Dans le discours populiste des décennies récentes, l’élite et ses alliés étrangers sont les acteurs du monde de la finance, des multinationales ou d’entreprises plus modestes : tous ces opérateurs forment une « oligarchie » qui pille les ressources du pays aux dépens du peuple. Les populistes cherchent donc à mobiliser ledit peuple contre les institutions financières (banques, fonds d’investissement, fonds de pension, bourses, etc..), les firmes internationalisées et les institutions multilatérales comme le Fonds Monétaire International (FMI) ou la Banque mondiale. L’horreur, c’est la mondialisation. Pour s’opposer à celle-ci et aux forces du marché, il faut renforcer l’intervention de l’Etat, revenir au nationalisme économique et mettre en œuvre un protectionnisme commercial.

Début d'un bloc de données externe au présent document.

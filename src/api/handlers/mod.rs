//! HTTP request handlers.

pub mod availability_handler;
pub mod booking_handler;
pub mod schedule_handler;

pub use availability_handler::availability_routes;
pub use booking_handler::appointment_routes;
pub use schedule_handler::business_routes;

L’expérience sud-américaine permet de caractériser les politiques économiques conduites par les leaders et partis populistes après qu’ils aient accédé à la tête de l’Etat. En général, les dirigeants affichent un objectif de croissance forte et inclusive et recourent pour cela à l’expansion de la dépense publique. Ils ignorent ou négligent les contraintes économiques et les objectifs de stabilisation. L’urgence de la lutte contre la pauvreté, le lancement de programmes de redistribution (basés souvent sur des mesures d’assistance) sont toujours des priorités. Aux frustrations sociales et économiques, les expériences de gouvernements populistes apportent des réponses qui renforcent le poids du secteur public et de l’Etat. La défense des « intérêts du peuple » implique qu’aucun obstacle ne se dresse sur le chemin des pouvoirs en place, que ces obstacles tiennent aux contraintes d’équilibre économique, aux impératifs de confiance des investisseurs et épargnants, qu’ils soient érigés par des agences réglementaires autonomes, des banques centrales indépendantes, ou qu’ils résultent d’accords internationaux.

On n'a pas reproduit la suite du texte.